The bill also would raise fees for motorists who let their insurance lapse.
For carriers. Property insurers would be forbidden from drafting policies that require insureds to file claims lawsuits within two years after the date of the loss. Most insureds now have up to four years to file suit. The restriction would not apply to liability and workers’ compensation coverage.
In rate filings, the Office of the Commissioner of Insurance (OCI) would, for the first time, be able to consider a wider range of information, including complaints against carriers. On the House floor last week, Rep. Jasmine Clark, D-Lilburn, asked about insurers repoprtedly dropping homeowners who have large trees near their homes. Reeves said that under current law, regulators cannot consider complaints, litigation, penalties and investigations into insurer conduct when reviewing rate filings.
Under HB 1344, “if companies are requiring people to cut down trees too much, the insurance commissioner can say, ‘Stop that,'” Reeves said.
Carriers that engage in unfair trade practices would see potential fines increased by fivefold, up to $5,000 per violation. Insurers and persons that violate cease-and-desist orders would see penalties increased to as much as $15,000 per violation.
“Some of fines were so old and so low—decades old,” Reeves said. “We increased the fines to comport with our sister states and make them 2026 numbers.”
The bill also would require counties and municipalities to annually file reports with the OCI showing how local tax revenue paid by insurers has been used to promote homeowner and auto premium decreases through safety initiatives, fraud prevention and other measures. Georgia law allows local governments to tax gross premiums at 2.5%.

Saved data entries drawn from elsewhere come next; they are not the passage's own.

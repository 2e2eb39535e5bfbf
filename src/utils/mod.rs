pub mod demo_data;
pub mod validation;

pub use demo_data::seed_demo_data;
pub use validation::{require_non_blank, validate_request};
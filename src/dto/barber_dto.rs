use serde::{Deserialize, Serialize};
use validator::Validate;

use crate::models::BarberStatus;

/// Create barber request; status is always forced to available
#[derive(Debug, Clone, Serialize, Deserialize, Validate)]
#[serde(rename_all = "camelCase")]
pub struct CreateBarberRequest {
    #[validate(length(min = 1, max = 100, message = "Name must be between 1 and 100 characters"))]
    pub name: String,

    #[validate(length(max = 30, message = "Phone must be at most 30 characters"))]
    pub phone: Option<String>,

    #[validate(range(min = 1, message = "Chair number must be at least 1"))]
    pub chair_no: i32,
}

/// Partial update; absent fields are left untouched
#[derive(Debug, Clone, Default, Serialize, Deserialize, Validate)]
#[serde(rename_all = "camelCase")]
pub struct UpdateBarberRequest {
    #[validate(length(min = 1, max = 100, message = "Name must be between 1 and 100 characters"))]
    pub name: Option<String>,

    #[validate(length(max = 30, message = "Phone must be at most 30 characters"))]
    pub phone: Option<String>,

    #[validate(range(min = 1, message = "Chair number must be at least 1"))]
    pub chair_no: Option<i32>,

    pub status: Option<BarberStatus>,

    pub current_entry_id: Option<String>,
}

#[derive(Debug, Clone, Deserialize)]
pub struct StatusQuery {
    pub status: BarberStatus,
}
pub mod barber;
pub mod queue_entry;

pub use barber::{Barber, BarberRow, BarberStatus};
pub use queue_entry::{QueueEntry, QueueEntryRow, QueueStatus};
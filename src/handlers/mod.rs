pub mod barber_handler;
pub mod health_handler;
pub mod queue_handler;

pub use barber_handler::{
    create_barber, delete_barber, finish_service, get_barber, list_available_barbers,
    list_barbers, update_barber, update_barber_status,
};
pub use health_handler::health_check;
pub use queue_handler::{
    call_next, complete_entry, enqueue, get_entry, list_queue, queue_stats, remove_entry,
};
use axum::{
    http::StatusCode,
    response::{IntoResponse, Response},
    Json,
};
use serde::{Deserialize, Serialize};
use serde_json::Value;

/// Standard API Response wrapper
#[derive(Debug, Serialize, Deserialize)]
#[serde(untagged)]
pub enum ApiResponse<T> {
    Success(ApiSuccess<T>),
    Error(ApiError),
}

/// Success response structure
#[derive(Debug, Serialize, Deserialize)]
pub struct ApiSuccess<T> {
    pub success: bool,
    pub message: String,
    #[serde(skip_serializing_if = "Option::is_none")]
    pub data: Option<T>,
    #[serde(skip)]
    status: Option<u16>,
}

/// Error response structure
#[derive(Debug, Serialize, Deserialize)]
pub struct ApiError {
    pub success: bool,
    pub message: String,
    #[serde(skip_serializing_if = "Option::is_none")]
    pub error: Option<ErrorDetail>,
}

#[derive(Debug, Serialize, Deserialize)]
pub struct ErrorDetail {
    pub code: String,
    #[serde(skip_serializing_if = "Option::is_none")]
    pub details: Option<Value>,
}

impl<T: Serialize> ApiSuccess<T> {
    /// Create a new success response with data
    pub fn new(message: impl Into<String>, data: T) -> Self {
        Self {
            success: true,
            message: message.into(),
            data: Some(data),
            status: None,
        }
    }

    /// Create a `201 Created` response with data
    pub fn created(message: impl Into<String>, data: T) -> Self {
        Self {
            status: Some(StatusCode::CREATED.as_u16()),
            ..Self::new(message, data)
        }
    }

    /// Create a new success response without data
    pub fn new_without_data(message: impl Into<String>) -> ApiSuccess<()> {
        ApiSuccess {
            success: true,
            message: message.into(),
            data: None,
            status: None,
        }
    }
}

impl ApiError {
    /// Create a new error response
    pub fn new(message: impl Into<String>, code: impl Into<String>) -> Self {
        Self {
            success: false,
            message: message.into(),
            error: Some(ErrorDetail {
                code: code.into(),
                details: None,
            }),
        }
    }

    /// Create a new error response with details
    pub fn with_details(
        message: impl Into<String>,
        code: impl Into<String>,
        details: Value,
    ) -> Self {
        Self {
            success: false,
            message: message.into(),
            error: Some(ErrorDetail {
                code: code.into(),
                details: Some(details),
            }),
        }
    }
}

impl<T: Serialize> IntoResponse for ApiSuccess<T> {
    fn into_response(self) -> Response {
        let status = self
            .status
            .and_then(|code| StatusCode::from_u16(code).ok())
            .unwrap_or(StatusCode::OK);
        let response = ApiResponse::Success(self);
        (status, Json(response)).into_response()
    }
}
use validator::Validate;

use crate::interceptors::AppError;

/// Validate a request struct using validator
pub fn validate_request<T: Validate>(request: &T) -> Result<(), AppError> {
    request
        .validate()
        .map_err(|e| {
            let errors = e
                .field_errors()
                .iter()
                .map(|(field, errors)| {
                    let messages: Vec<String> = errors
                        .iter()
                        .filter_map(|e| e.message.as_ref().map(|m| m.to_string()))
                        .collect();
                    format!("{}: {}", field, messages.join(", "))
                })
                .collect::<Vec<_>>()
                .join("; ");

            AppError::ValidationError(errors)
        })
}

/// Reject values that are empty once whitespace is trimmed
pub fn require_non_blank(field: &str, value: &str) -> Result<(), AppError> {
    if value.trim().is_empty() {
        return Err(AppError::ValidationError(format!("{}: must not be blank", field)));
    }
    Ok(())
}
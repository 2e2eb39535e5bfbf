use std::sync::Arc;
use std::time::Duration;

use sqlx::postgres::{PgPool, PgPoolOptions};

use crate::interceptors::{AppError, AppResult};
use crate::store::{PgBarberStore, PgQueueEntryStore, RetryPolicy, ShopStore};

#[derive(Debug, Clone)]
pub struct DatabaseConfig {
    /// Postgres URL; the in-memory store is used when unset
    pub url: Option<String>,
    pub max_connections: u32,
    pub retry_attempts: u32,
    pub retry_backoff_ms: u64,
}

impl DatabaseConfig {
    pub fn from_env() -> Result<Self, config::ConfigError> {
        dotenv::dotenv().ok();

        let cfg = config::Config::builder()
            .add_source(config::Environment::default())
            .build()?;

        let url = cfg.get_string("DATABASE_URL").ok();

        Ok(Self {
            url: if url.as_ref().map_or(false, |u| !u.is_empty()) { url } else { None },
            max_connections: cfg.get_int("DATABASE_MAX_CONNECTIONS").unwrap_or(10) as u32,
            retry_attempts: cfg.get_int("STORE_RETRY_ATTEMPTS").unwrap_or(3) as u32,
            retry_backoff_ms: cfg.get_int("STORE_RETRY_BACKOFF_MS").unwrap_or(50) as u64,
        })
    }

    pub fn retry_policy(&self) -> RetryPolicy {
        RetryPolicy::new(self.retry_attempts, Duration::from_millis(self.retry_backoff_ms))
    }

    pub async fn create_pool(&self, url: &str) -> Result<PgPool, sqlx::Error> {
        PgPoolOptions::new()
            .max_connections(self.max_connections)
            .acquire_timeout(Duration::from_secs(5))
            .connect(url)
            .await
    }

    /// Build the shared store: Postgres when a URL is configured, in-memory otherwise
    pub async fn create_store(&self) -> AppResult<ShopStore> {
        let Some(url) = self.url.as_deref() else {
            tracing::warn!("DATABASE_URL not set, using in-memory store (data is lost on restart)");
            return Ok(ShopStore::in_memory());
        };

        let pool = self.create_pool(url).await?;
        tracing::info!("Database connection pool created");

        run_migrations(&pool)
            .await
            .map_err(|e| AppError::StorageError(format!("Failed to run migrations: {}", e)))?;
        tracing::info!("Database migrations applied");

        let retry = self.retry_policy();
        Ok(ShopStore::new(
            Arc::new(PgQueueEntryStore::new(pool.clone(), retry)),
            Arc::new(PgBarberStore::new(pool, retry)),
        ))
    }
}

pub async fn run_migrations(pool: &PgPool) -> Result<(), sqlx::migrate::MigrateError> {
    sqlx::migrate!("./migrations")
        .run(pool)
        .await
}
use std::sync::Arc;

use crate::config::AppConfig;
use crate::services::{QueueManager, ResourcePool};
use crate::store::ShopStore;

/// Application state shared across all handlers
#[derive(Clone)]
pub struct AppState {
    /// Waiting line and claims
    pub queue: QueueManager,
    /// Barbers and their chairs
    pub barbers: ResourcePool,
    /// Application configuration
    pub config: Arc<AppConfig>,
}

impl AppState {
    /// Wire both components onto the same store
    pub fn new(store: ShopStore, config: AppConfig) -> Self {
        let barbers = ResourcePool::new(store.clone());
        let queue = QueueManager::new(store, barbers.clone());

        Self {
            queue,
            barbers,
            config: Arc::new(config),
        }
    }
}
use anyhow::Context;
use barbershop_queue::config::{AppConfig, AppState, DatabaseConfig};
use barbershop_queue::middleware::setup_logging;
use barbershop_queue::routes::create_router;
use barbershop_queue::utils::seed_demo_data;
use tower_http::cors::{Any, CorsLayer};
use tower_http::trace::TraceLayer;

#[tokio::main]
async fn main() -> anyhow::Result<()> {
    // Setup logging
    setup_logging();

    tracing::info!("Starting application...");

    // Load configurations
    let app_config = AppConfig::from_env().context("failed to load app config")?;
    let db_config = DatabaseConfig::from_env().context("failed to load database config")?;

    tracing::info!("Loaded configuration for environment: {}", app_config.environment);

    // Shared store for the queue and the barbers
    let store = db_config.create_store().await.context("failed to create store")?;

    let app_state = AppState::new(store, app_config.clone());

    if app_config.seed_demo_data {
        seed_demo_data(&app_state).await.context("failed to seed demo data")?;
    }

    // Create router
    let app = create_router(app_state)
        .layer(
            CorsLayer::new()
                .allow_origin(Any)
                .allow_methods(Any)
                .allow_headers(Any),
        )
        .layer(TraceLayer::new_for_http());

    let addr = app_config.server_address();
    let listener = tokio::net::TcpListener::bind(&addr)
        .await
        .with_context(|| format!("failed to bind {}", addr))?;

    tracing::info!(
        "{} v{} is running on {}",
        app_config.app_name,
        app_config.app_version,
        addr
    );

    axum::serve(listener, app).await?;

    Ok(())
}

Auto insurers also would be able to keep certain drivers off of policies. “An insurer may exclude a named individual from coverage under a motor vehicle insurance policy, provided that such insurer identifies such named individual as an excluded driver to the Department of Revenue,” the bill reads.
For agents. The bill would codify what has long been the regulated practice in Georgia: When a policyholder suffers a loss in a catastrophic event, he or she would need only to let the insurance agent know. That serves as notice of a claim to the carrier, and the carrier then would have 15 days to acknowledge and 60 days to affirm or deny the claim.

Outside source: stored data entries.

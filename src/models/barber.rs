use std::fmt;
use std::str::FromStr;

use serde::{Deserialize, Serialize};
use sqlx::FromRow;
use uuid::Uuid;

use crate::interceptors::AppError;

#[derive(Debug, Clone, Copy, PartialEq, Eq, Hash, Serialize, Deserialize)]
#[serde(rename_all = "lowercase")]
pub enum BarberStatus {
    Available,
    Busy,
}

impl BarberStatus {
    pub fn as_str(&self) -> &'static str {
        match self {
            BarberStatus::Available => "available",
            BarberStatus::Busy => "busy",
        }
    }
}

impl fmt::Display for BarberStatus {
    fn fmt(&self, f: &mut fmt::Formatter<'_>) -> fmt::Result {
        f.write_str(self.as_str())
    }
}

impl FromStr for BarberStatus {
    type Err = AppError;

    fn from_str(s: &str) -> Result<Self, Self::Err> {
        match s {
            "available" => Ok(BarberStatus::Available),
            "busy" => Ok(BarberStatus::Busy),
            other => Err(AppError::StorageError(format!("Unknown barber status: {}", other))),
        }
    }
}

/// Barber model (a staff member working one chair)
#[derive(Debug, Clone, PartialEq, Serialize, Deserialize)]
#[serde(rename_all = "camelCase")]
pub struct Barber {
    pub id: String,
    pub name: String,
    pub phone: Option<String>,
    pub chair_no: i32,
    pub status: BarberStatus,
    /// Queue entry currently in this barber's chair
    pub current_entry_id: Option<String>,
}

impl Barber {
    /// Create a new barber; new barbers always start available
    pub fn new(name: String, phone: Option<String>, chair_no: i32) -> Self {
        Self {
            id: Uuid::new_v4().to_string(),
            name,
            phone,
            chair_no,
            status: BarberStatus::Available,
            current_entry_id: None,
        }
    }

    pub fn is_available(&self) -> bool {
        self.status == BarberStatus::Available
    }

    pub fn assign(&mut self, entry_id: &str) {
        self.status = BarberStatus::Busy;
        self.current_entry_id = Some(entry_id.to_string());
    }

    pub fn free(&mut self) {
        self.status = BarberStatus::Available;
        self.current_entry_id = None;
    }
}

/// Database row for `barbers`
#[derive(Debug, Clone, FromRow)]
pub struct BarberRow {
    pub id: String,
    pub name: String,
    pub phone: Option<String>,
    pub chair_no: i32,
    pub status: String,
    pub current_entry_id: Option<String>,
}

impl TryFrom<BarberRow> for Barber {
    type Error = AppError;

    fn try_from(row: BarberRow) -> Result<Self, Self::Error> {
        Ok(Self {
            id: row.id,
            name: row.name,
            phone: row.phone,
            chair_no: row.chair_no,
            status: row.status.parse()?,
            current_entry_id: row.current_entry_id,
        })
    }
}
pub mod response;
pub mod error;

pub use response::{ApiResponse, ApiSuccess, ApiError};
pub use error::{AppError, AppResult, ErrorCode};
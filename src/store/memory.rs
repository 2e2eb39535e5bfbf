use std::collections::HashMap;

use async_trait::async_trait;
use tokio::sync::RwLock;

use super::{BarberStore, QueueEntryStore};
use crate::interceptors::{AppError, AppResult};
use crate::models::{Barber, BarberStatus, QueueEntry, QueueStatus};

#[derive(Default)]
pub struct MemoryQueueEntryStore {
    entries: RwLock<HashMap<String, QueueEntry>>,
}

impl MemoryQueueEntryStore {
    pub fn new() -> Self {
        Self::default()
    }
}

#[async_trait]
impl QueueEntryStore for MemoryQueueEntryStore {
    async fn insert(&self, entry: &QueueEntry) -> AppResult<()> {
        let mut entries = self.entries.write().await;
        if entries.contains_key(&entry.id) {
            return Err(AppError::StorageError(format!("Duplicate queue entry id {}", entry.id)));
        }
        entries.insert(entry.id.clone(), entry.clone());
        Ok(())
    }

    async fn find_by_id(&self, id: &str) -> AppResult<Option<QueueEntry>> {
        Ok(self.entries.read().await.get(id).cloned())
    }

    async fn update(&self, entry: &QueueEntry) -> AppResult<()> {
        match self.entries.write().await.get_mut(&entry.id) {
            Some(stored) => {
                *stored = entry.clone();
                Ok(())
            }
            None => Err(AppError::NotFound(format!("Queue entry {} not found", entry.id))),
        }
    }

    async fn delete(&self, id: &str) -> AppResult<bool> {
        Ok(self.entries.write().await.remove(id).is_some())
    }

    async fn find_by_status(&self, status: QueueStatus) -> AppResult<Vec<QueueEntry>> {
        let mut matching: Vec<QueueEntry> = self
            .entries
            .read()
            .await
            .values()
            .filter(|e| e.status == status)
            .cloned()
            .collect();
        matching.sort_by(|a, b| {
            a.position
                .cmp(&b.position)
                .then_with(|| a.joined_at.cmp(&b.joined_at))
        });
        Ok(matching)
    }

    async fn count_by_status(&self, status: QueueStatus) -> AppResult<u64> {
        let entries = self.entries.read().await;
        Ok(entries.values().filter(|e| e.status == status).count() as u64)
    }
}

#[derive(Default)]
pub struct MemoryBarberStore {
    barbers: RwLock<HashMap<String, Barber>>,
}

impl MemoryBarberStore {
    pub fn new() -> Self {
        Self::default()
    }
}

#[async_trait]
impl BarberStore for MemoryBarberStore {
    async fn insert(&self, barber: &Barber) -> AppResult<()> {
        let mut barbers = self.barbers.write().await;
        if barbers.contains_key(&barber.id) {
            return Err(AppError::StorageError(format!("Duplicate barber id {}", barber.id)));
        }
        barbers.insert(barber.id.clone(), barber.clone());
        Ok(())
    }

    async fn find_by_id(&self, id: &str) -> AppResult<Option<Barber>> {
        Ok(self.barbers.read().await.get(id).cloned())
    }

    async fn find_all(&self) -> AppResult<Vec<Barber>> {
        let mut all: Vec<Barber> = self.barbers.read().await.values().cloned().collect();
        all.sort_by(|a, b| a.chair_no.cmp(&b.chair_no).then_with(|| a.name.cmp(&b.name)));
        Ok(all)
    }

    async fn update(&self, barber: &Barber) -> AppResult<()> {
        match self.barbers.write().await.get_mut(&barber.id) {
            Some(stored) => {
                *stored = barber.clone();
                Ok(())
            }
            None => Err(AppError::NotFound(format!("Barber {} not found", barber.id))),
        }
    }

    async fn delete(&self, id: &str) -> AppResult<bool> {
        Ok(self.barbers.write().await.remove(id).is_some())
    }

    async fn find_by_status(&self, status: BarberStatus) -> AppResult<Vec<Barber>> {
        let all = self.find_all().await?;
        Ok(all.into_iter().filter(|b| b.status == status).collect())
    }

    async fn count_all(&self) -> AppResult<u64> {
        Ok(self.barbers.read().await.len() as u64)
    }

    async fn count_by_status(&self, status: BarberStatus) -> AppResult<u64> {
        let barbers = self.barbers.read().await;
        Ok(barbers.values().filter(|b| b.status == status).count() as u64)
    }
}
use std::path::Path;

use tracing_appender::rolling::{RollingFileAppender, Rotation};
use tracing_subscriber::{fmt, layer::SubscriberExt, util::SubscriberInitExt, EnvFilter};

/// Setup logging with console output and a daily-rotated JSON file
pub fn setup_logging() {
    dotenv::dotenv().ok();

    let log_level = std::env::var("LOG_LEVEL").unwrap_or_else(|_| "info".to_string());
    let log_file = std::env::var("LOG_FILE").unwrap_or_else(|_| "logs/barbershop-queue.log".to_string());

    let log_path = Path::new(&log_file);
    let log_dir = log_path
        .parent()
        .filter(|p| !p.as_os_str().is_empty())
        .unwrap_or(Path::new("logs"));
    let file_name = log_path
        .file_name()
        .unwrap_or(std::ffi::OsStr::new("barbershop-queue.log"));

    std::fs::create_dir_all(log_dir).ok();

    let file_appender = RollingFileAppender::new(Rotation::DAILY, log_dir, file_name);

    // Console layer
    let console_layer = fmt::layer()
        .with_target(true)
        .with_thread_ids(false)
        .with_thread_names(false)
        .compact();

    // File layer
    let file_layer = fmt::layer()
        .with_writer(file_appender)
        .with_target(true)
        .with_ansi(false)
        .json();

    tracing_subscriber::registry()
        .with(EnvFilter::try_from_default_env().unwrap_or_else(|_| EnvFilter::new(&log_level)))
        .with(console_layer)
        .with(file_layer)
        .init();

    tracing::info!("Logging initialized with level: {}", log_level);
}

Barbour said that agent-notification provision is already in state insurance regulations and would not create errors and omissions concerns for agents.

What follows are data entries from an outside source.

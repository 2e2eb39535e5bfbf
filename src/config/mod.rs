pub mod app_config;
pub mod app_state;
pub mod database;

pub use app_config::AppConfig;
pub use app_state::AppState;
pub use database::DatabaseConfig;
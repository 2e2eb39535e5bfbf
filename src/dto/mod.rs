pub mod barber_dto;
pub mod queue_dto;

pub use barber_dto::{CreateBarberRequest, StatusQuery, UpdateBarberRequest};
pub use queue_dto::{CallNextQuery, EnqueueRequest, QueueEntryResponse, QueueStatsResponse};
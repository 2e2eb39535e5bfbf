use axum::{
    http::StatusCode,
    response::{IntoResponse, Response},
    Json,
};
use serde_json::json;
use thiserror::Error;

use super::response::{ApiError, ApiResponse};

/// Application error types
#[derive(Debug, Error)]
pub enum AppError {
    #[error("Not found: {0}")]
    NotFound(String),

    #[error("No customers waiting in the queue")]
    EmptyQueue,

    #[error("Barber unavailable: {0}")]
    ResourceUnavailable(String),

    #[error("Validation error: {0}")]
    ValidationError(String),

    #[error("Database error: {0}")]
    DatabaseError(#[from] sqlx::Error),

    #[error("Storage error: {0}")]
    StorageError(String),

    #[error("Configuration error: {0}")]
    ConfigError(#[from] config::ConfigError),

    #[error("Internal server error: {0}")]
    InternalError(String),
}

/// Error codes for API responses
#[derive(Debug, Clone, Copy, PartialEq, Eq)]
pub enum ErrorCode {
    NotFound,
    EmptyQueue,
    ResourceUnavailable,
    ValidationError,
    DatabaseError,
    StorageError,
    ConfigError,
    InternalError,
}

impl ErrorCode {
    pub fn as_str(&self) -> &'static str {
        match self {
            ErrorCode::NotFound => "NOT_FOUND",
            ErrorCode::EmptyQueue => "EMPTY_QUEUE",
            ErrorCode::ResourceUnavailable => "RESOURCE_UNAVAILABLE",
            ErrorCode::ValidationError => "VALIDATION_ERROR",
            ErrorCode::DatabaseError => "DATABASE_ERROR",
            ErrorCode::StorageError => "STORAGE_ERROR",
            ErrorCode::ConfigError => "CONFIG_ERROR",
            ErrorCode::InternalError => "INTERNAL_ERROR",
        }
    }
}

impl AppError {
    pub fn error_code(&self) -> ErrorCode {
        match self {
            AppError::NotFound(_) => ErrorCode::NotFound,
            AppError::EmptyQueue => ErrorCode::EmptyQueue,
            AppError::ResourceUnavailable(_) => ErrorCode::ResourceUnavailable,
            AppError::ValidationError(_) => ErrorCode::ValidationError,
            AppError::DatabaseError(_) => ErrorCode::DatabaseError,
            AppError::StorageError(_) => ErrorCode::StorageError,
            AppError::ConfigError(_) => ErrorCode::ConfigError,
            AppError::InternalError(_) => ErrorCode::InternalError,
        }
    }

    pub fn status_code(&self) -> StatusCode {
        match self {
            AppError::NotFound(_) => StatusCode::NOT_FOUND,
            AppError::EmptyQueue => StatusCode::CONFLICT,
            AppError::ResourceUnavailable(_) => StatusCode::CONFLICT,
            AppError::ValidationError(_) => StatusCode::BAD_REQUEST,
            AppError::DatabaseError(_) => StatusCode::INTERNAL_SERVER_ERROR,
            AppError::StorageError(_) => StatusCode::INTERNAL_SERVER_ERROR,
            AppError::ConfigError(_) => StatusCode::INTERNAL_SERVER_ERROR,
            AppError::InternalError(_) => StatusCode::INTERNAL_SERVER_ERROR,
        }
    }

    pub fn to_api_error(&self) -> ApiError {
        let error_code = self.error_code().as_str();
        let message = self.to_string();

        match self {
            AppError::ValidationError(msg) => {
                ApiError::with_details(
                    message,
                    error_code,
                    json!({ "validation_errors": msg }),
                )
            }
            _ => ApiError::new(message, error_code),
        }
    }
}

impl IntoResponse for AppError {
    fn into_response(self) -> Response {
        let status = self.status_code();
        if status.is_server_error() {
            tracing::error!("Application error: {:?}", self);
        } else {
            tracing::warn!("Request rejected: {}", self);
        }

        let response = ApiResponse::<()>::Error(self.to_api_error());
        (status, Json(response)).into_response()
    }
}

// Result type alias
pub type AppResult<T> = Result<T, AppError>;
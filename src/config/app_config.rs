use serde::Deserialize;

#[derive(Debug, Clone, Deserialize)]
pub struct AppConfig {
    pub host: String,
    pub port: u16,
    pub environment: String,
    pub app_name: String,
    pub app_version: String,
    /// Seed demo barbers and customers at startup
    pub seed_demo_data: bool,
}

impl AppConfig {
    pub fn from_env() -> Result<Self, config::ConfigError> {
        dotenv::dotenv().ok();

        let cfg = config::Config::builder()
            .add_source(config::Environment::default())
            .build()?;

        Ok(Self {
            host: cfg.get_string("HOST").unwrap_or_else(|_| "0.0.0.0".to_string()),
            port: cfg.get_int("PORT").unwrap_or(8080) as u16,
            environment: cfg.get_string("ENVIRONMENT").unwrap_or_else(|_| "development".to_string()),
            app_name: cfg.get_string("APP_NAME").unwrap_or_else(|_| "barbershop-queue".to_string()),
            app_version: cfg.get_string("APP_VERSION").unwrap_or_else(|_| env!("CARGO_PKG_VERSION").to_string()),
            seed_demo_data: cfg.get_bool("SEED_DEMO_DATA").unwrap_or(false),
        })
    }

    pub fn server_address(&self) -> String {
        format!("{}:{}", self.host, self.port)
    }
}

“That does not mean that the agent must be responsible for filing the claim,” Barbour said in an email. “Many times, independent agents do file claims for clients, but insureds can also initiate a claim with the carrier as well. An agent may counsel a client on the wisdom of filing a claim, and an insured may determine that filing a claim may not be necessary.”
While industry groups worked closely with lawmakers to revise earlier versions of the bill, the 60-day claim denial deadline may prove to be a sticking point in months to come, sources told Insurance Journal.
For homeowners: HB 1344 would follow many other states’ leads and set up a wind-mitigation grant program. Funded through premium taxes, the program would provide matching grants of $6,000 to be used for roofs and roof attachments, water barriers, and other retrofits. Currently, Georgia law calls for premium discounts for fortification efforts but provides no grant funding program.
The key question now is what the Senate may alter in the bill. “The issue to watch in the Senate will be if any changes are made that would harm the progress the Georgia insurance marketplace has seen in recent months,” Barbour noted.
If signed into law, the bill would take effect July 1. The full text of the House bill can be seen here.
A separate bill passed by the House, HB 1274, would require auto insurers to annually estimate underwriting profits. If profits exceed projections, the commissioner’s office would be able to require the carrier to issue refunds to policyholders.
Only a few other states, including Florida, have similar measures in place. Progressive Insurance last fall, for example, was required to regurgitate some $950 million in excess profits to customers in Florida.